» TASK DIRECTIONS: Without dropping or altering a single word, give the listing again.

» GIVEN RECORDS:
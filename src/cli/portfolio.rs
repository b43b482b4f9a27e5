use super::ui;
use crate::core::portfolio::{AddOutcome, Portfolio, PortfolioTracker, RefreshReport};
use anyhow::Result;
use comfy_table::Cell;

impl Portfolio {
    pub fn display_as_table(&self) -> String {
        let mut table = ui::new_styled_table();
        table.set_header(vec![
            ui::header_cell("Symbol"),
            ui::header_cell("Company"),
            ui::header_cell("Price"),
            ui::header_cell("EPS"),
            ui::header_cell("P/E"),
            ui::header_cell("Market Cap"),
            ui::header_cell("52W Low"),
            ui::header_cell("52W High"),
            ui::header_cell("Source"),
        ]);

        for stock in &self.stocks {
            let mut source = stock.source.to_string();
            if stock.corrected {
                source.push('*');
            }
            table.add_row(vec![
                Cell::new(&stock.symbol),
                Cell::new(&stock.company_name),
                ui::number_cell(ui::format_currency(stock.current_price)),
                ui::number_cell(ui::format_currency(stock.eps)),
                ui::pe_cell(stock.pe_ratio),
                ui::number_cell(ui::format_large_number(stock.market_cap)),
                ui::number_cell(ui::format_currency(stock.low_52_week)),
                ui::number_cell(ui::format_currency(stock.high_52_week)),
                Cell::new(source),
            ]);
        }

        let mut output = format!(
            "{}\n\n",
            ui::style_text("Portfolio", ui::StyleType::Title)
        );
        output.push_str(&table.to_string());

        let stats = self.stats();
        output.push_str(&format!(
            "\n\n{} {}",
            ui::style_text("Stocks:", ui::StyleType::TotalLabel),
            stats.total_stocks
        ));
        output.push_str(&format!(
            "\n{} {}",
            ui::style_text("Average P/E:", ui::StyleType::TotalLabel),
            ui::style_pe(stats.average_pe)
        ));
        if let Some(highest) = &stats.highest_pe {
            output.push_str(&format!(
                "\n{} {} ({})",
                ui::style_text("Highest P/E:", ui::StyleType::TotalLabel),
                highest.symbol,
                ui::style_pe(highest.value)
            ));
        }
        if let Some(lowest) = &stats.lowest_pe {
            output.push_str(&format!(
                "\n{} {} ({})",
                ui::style_text("Lowest P/E:", ui::StyleType::TotalLabel),
                lowest.symbol,
                ui::style_pe(lowest.value)
            ));
        }
        output.push_str(&format!(
            "\n{} {}",
            ui::style_text("P/E bands:", ui::StyleType::TotalLabel),
            self.pe_distribution()
        ));

        let synthesized = self.stocks.iter().filter(|s| s.is_synthesized()).count();
        if synthesized > 0 {
            output.push_str(&format!(
                "\n\n{}",
                ui::style_text(
                    &format!("{synthesized} offline estimate(s), providers were unavailable"),
                    ui::StyleType::Warning
                )
            ));
        }
        if self.stocks.iter().any(|s| s.corrected) {
            output.push_str(&format!(
                "\n{}",
                ui::style_text("* manual corrections applied", ui::StyleType::Subtle)
            ));
        }

        output
    }

    /// Share of stocks per P/E band, e.g. `low 50.00%, medium 25.00%, high 25.00%`.
    fn pe_distribution(&self) -> String {
        let total = self.stocks.len();
        if total == 0 {
            return "n/a".to_string();
        }
        [ui::PeClass::Low, ui::PeClass::Medium, ui::PeClass::High]
            .iter()
            .map(|class| {
                let count = self
                    .stocks
                    .iter()
                    .filter(|s| ui::classify_pe(s.pe_ratio) == *class)
                    .count();
                format!(
                    "{} {}",
                    class.label(),
                    ui::format_percentage(count as f64 * 100.0 / total as f64)
                )
            })
            .collect::<Vec<_>>()
            .join(", ")
    }
}

impl RefreshReport {
    pub fn display(&self) -> String {
        let mut output = format!(
            "Refreshed {} stock(s)",
            self.refreshed.len() + self.synthesized.len()
        );
        if !self.synthesized.is_empty() {
            output.push_str(&format!(
                "\n{}",
                ui::style_text(
                    &format!("Offline estimates for: {}", self.synthesized.join(", ")),
                    ui::StyleType::Warning
                )
            ));
        }
        for (symbol, error) in &self.failed {
            output.push_str(&format!(
                "\n{}",
                ui::style_text(
                    &format!("Kept previous quote for {symbol}: {error}"),
                    ui::StyleType::Error
                )
            ));
        }
        output
    }
}

async fn refresh_with_progress(tracker: &mut PortfolioTracker) -> Result<RefreshReport> {
    let pb = ui::new_progress_bar(tracker.portfolio().stocks.len() as u64, true);
    pb.set_message("Refreshing quotes...");
    let report = tracker.refresh(&|| pb.inc(1)).await;
    pb.finish_and_clear();
    report
}

pub async fn add(tracker: &mut PortfolioTracker, symbol: &str) -> Result<()> {
    match tracker.add(symbol).await? {
        AddOutcome::Added(quote) => {
            println!(
                "Added {} ({})",
                ui::style_text(&quote.symbol, ui::StyleType::TotalLabel),
                quote.company_name
            );
            if let Some(notice) = quote.notice() {
                println!("{notice}");
            }
        }
        AddOutcome::AlreadyTracked(symbol) => {
            println!(
                "{}",
                ui::style_text(
                    &format!("{symbol} is already in the portfolio"),
                    ui::StyleType::Subtle
                )
            );
        }
    }
    Ok(())
}

pub async fn remove(tracker: &mut PortfolioTracker, symbol: &str) -> Result<()> {
    if tracker.remove(symbol).await? {
        println!("Removed {}", symbol.trim().to_uppercase());
    } else {
        println!(
            "{}",
            ui::style_text(
                &format!("{} is not in the portfolio", symbol.trim().to_uppercase()),
                ui::StyleType::Subtle
            )
        );
    }
    Ok(())
}

/// Shows the portfolio, refreshing it first when any quote is stale.
pub async fn list(tracker: &mut PortfolioTracker) -> Result<()> {
    if tracker.portfolio().stocks.is_empty() {
        println!(
            "{}",
            ui::style_text(
                "Portfolio is empty. Add a stock with `valtrack add <SYMBOL>`.",
                ui::StyleType::Subtle
            )
        );
        return Ok(());
    }

    if tracker.is_stale() {
        let report = refresh_with_progress(tracker).await?;
        if !report.failed.is_empty() {
            println!("{}", report.display());
        }
    }

    println!("{}", tracker.portfolio().display_as_table());
    Ok(())
}

pub async fn refresh(tracker: &mut PortfolioTracker) -> Result<()> {
    let report = refresh_with_progress(tracker).await?;
    println!("{}", report.display());
    Ok(())
}
pub mod disk;
pub mod memory;

use anyhow::Result;
use async_trait::async_trait;

/// Byte-blob storage keyed by string, used to persist the tracked portfolio.
#[async_trait]
pub trait KeyValueStore: Send + Sync {
    async fn get(&self, key: &str) -> Result<Option<Vec<u8>>>;
    async fn put(&self, key: &str, value: &[u8]) -> Result<()>;
}

pub use disk::DiskStore;
pub use memory::MemoryStore;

» REPLY TO THE TASK:
filename src/cli/portfolio.rs
repository b43b482b4f9a27e5
use super::ui;
use crate::core::portfolio::{AddOutcome, Portfolio, PortfolioTracker, RefreshReport};
use anyhow::Result;
use comfy_table::Cell;

impl Portfolio {
    pub fn display_as_table(&self) -> String {
        let mut table = ui::new_styled_table();
        table.set_header(vec![
            ui::header_cell("Symbol"),
            ui::header_cell("Company"),
            ui::header_cell("Price"),
            ui::header_cell("EPS"),
            ui::header_cell("P/E"),
            ui::header_cell("Market Cap"),
            ui::header_cell("52W Low"),
            ui::header_cell("52W High"),
            ui::header_cell("Source"),
        ]);

        for stock in &self.stocks {
            let mut source = stock.source.to_string();
            if stock.corrected {
                source.push('*');
            }
            table.add_row(vec![
                Cell::new(&stock.symbol),
                Cell::new(&stock.company_name),
                ui::number_cell(ui::format_currency(stock.current_price)),
                ui::number_cell(ui::format_currency(stock.eps)),
                ui::pe_cell(stock.pe_ratio),
                ui::number_cell(ui::format_large_number(stock.market_cap)),
                ui::number_cell(ui::format_currency(stock.low_52_week)),
                ui::number_cell(ui::format_currency(stock.high_52_week)),
                Cell::new(source),
            ]);
        }

        let mut output = format!(
            "{}\n\n",
            ui::style_text("Portfolio", ui::StyleType::Title)
        );
        output.push_str(&table.to_string());

        let stats = self.stats();
        output.push_str(&format!(
            "\n\n{} {}",
            ui::style_text("Stocks:", ui::StyleType::TotalLabel),
            stats.total_stocks
        ));
        output.push_str(&format!(
            "\n{} {}",
            ui::style_text("Average P/E:", ui::StyleType::TotalLabel),
            ui::style_pe(stats.average_pe)
        ));
        if let Some(highest) = &stats.highest_pe {
            output.push_str(&format!(
                "\n{} {} ({})",
                ui::style_text("Highest P/E:", ui::StyleType::TotalLabel),
                highest.symbol,
                ui::style_pe(highest.value)
            ));
        }
        if let Some(lowest) = &stats.lowest_pe {
            output.push_str(&format!(
                "\n{} {} ({})",
                ui::style_text("Lowest P/E:", ui::StyleType::TotalLabel),
                lowest.symbol,
                ui::style_pe(lowest.value)
            ));
        }
        output.push_str(&format!(
            "\n{} {}",
            ui::style_text("P/E bands:", ui::StyleType::TotalLabel),
            self.pe_distribution()
        ));

        let synthesized = self.stocks.iter().filter(|s| s.is_synthesized()).count();
        if synthesized > 0 {
            output.push_str(&format!(
                "\n\n{}",
                ui::style_text(
                    &format!("{synthesized} offline estimate(s), providers were unavailable"),
                    ui::StyleType::Warning
                )
            ));
        }
        if self.stocks.iter().any(|s| s.corrected) {
            output.push_str(&format!(
                "\n{}",
                ui::style_text("* manual corrections applied", ui::StyleType::Subtle)
            ));
        }

        output
    }

    /// Share of stocks per P/E band, e.g. `low 50.00%, medium 25.00%, high 25.00%`.
    fn pe_distribution(&self) -> String {
        let total = self.stocks.len();
        if total == 0 {
            return "n/a".to_string();
        }
        [ui::PeClass::Low, ui::PeClass::Medium, ui::PeClass::High]
            .iter()
            .map(|class| {
                let count = self
                    .stocks
                    .iter()
                    .filter(|s| ui::classify_pe(s.pe_ratio) == *class)
                    .count();
                format!(
                    "{} {}",
                    class.label(),
                    ui::format_percentage(count as f64 * 100.0 / total as f64)
                )
            })
            .collect::<Vec<_>>()
            .join(", ")
    }
}

impl RefreshReport {
    pub fn display(&self) -> String {
        let mut output = format!(
            "Refreshed {} stock(s)",
            self.refreshed.len() + self.synthesized.len()
        );
        if !self.synthesized.is_empty() {
            output.push_str(&format!(
                "\n{}",
                ui::style_text(
                    &format!("Offline estimates for: {}", self.synthesized.join(", ")),
                    ui::StyleType::Warning
                )
            ));
        }
        for (symbol, error) in &self.failed {
            output.push_str(&format!(
                "\n{}",
                ui::style_text(
                    &format!("Kept previous quote for {symbol}: {error}"),
                    ui::StyleType::Error
                )
            ));
        }
        output
    }
}

async fn refresh_with_progress(tracker: &mut PortfolioTracker) -> Result<RefreshReport> {
    let pb = ui::new_progress_bar(tracker.portfolio().stocks.len() as u64, true);
    pb.set_message("Refreshing quotes...");
    let report = tracker.refresh(&|| pb.inc(1)).await;
    pb.finish_and_clear();
    report
}

pub async fn add(tracker: &mut PortfolioTracker, symbol: &str) -> Result<()> {
    match tracker.add(symbol).await? {
        AddOutcome::Added(quote) => {
            println!(
                "Added {} ({})",
                ui::style_text(&quote.symbol, ui::StyleType::TotalLabel),
                quote.company_name
            );
            if let Some(notice) = quote.notice() {
                println!("{notice}");
            }
        }
        AddOutcome::AlreadyTracked(symbol) => {
            println!(
                "{}",
                ui::style_text(
                    &format!("{symbol} is already in the portfolio"),
                    ui::StyleType::Subtle
                )
            );
        }
    }
    Ok(())
}

pub async fn remove(tracker: &mut PortfolioTracker, symbol: &str) -> Result<()> {
    if tracker.remove(symbol).await? {
        println!("Removed {}", symbol.trim().to_uppercase());
    } else {
        println!(
            "{}",
            ui::style_text(
                &format!("{} is not in the portfolio", symbol.trim().to_uppercase()),
                ui::StyleType::Subtle
            )
        );
    }
    Ok(())
}

/// Shows the portfolio, refreshing it first when any quote is stale.
pub async fn list(tracker: &mut PortfolioTracker) -> Result<()> {
    if tracker.portfolio().stocks.is_empty() {
        println!(
            "{}",
            ui::style_text(
                "Portfolio is empty. Add a stock with `valtrack add <SYMBOL>`.",
                ui::StyleType::Subtle
            )
        );
        return Ok(());
    }

    if tracker.is_stale() {
        let report = refresh_with_progress(tracker).await?;
        if !report.failed.is_empty() {
            println!("{}", report.display());
        }
    }

    println!("{}", tracker.portfolio().display_as_table());
    Ok(())
}

pub async fn refresh(tracker: &mut PortfolioTracker) -> Result<()> {
    let report = refresh_with_progress(tracker).await?;
    println!("{}", report.display());
    Ok(())
}
pub mod disk;
pub mod memory;

use anyhow::Result;
use async_trait::async_trait;

/// Byte-blob storage keyed by string, used to persist the tracked portfolio.
#[async_trait]
pub trait KeyValueStore: Send + Sync {
    async fn get(&self, key: &str) -> Result<Option<Vec<u8>>>;
    async fn put(&self, key: &str, value: &[u8]) -> Result<()>;
}

pub use disk::DiskStore;
pub use memory::MemoryStore;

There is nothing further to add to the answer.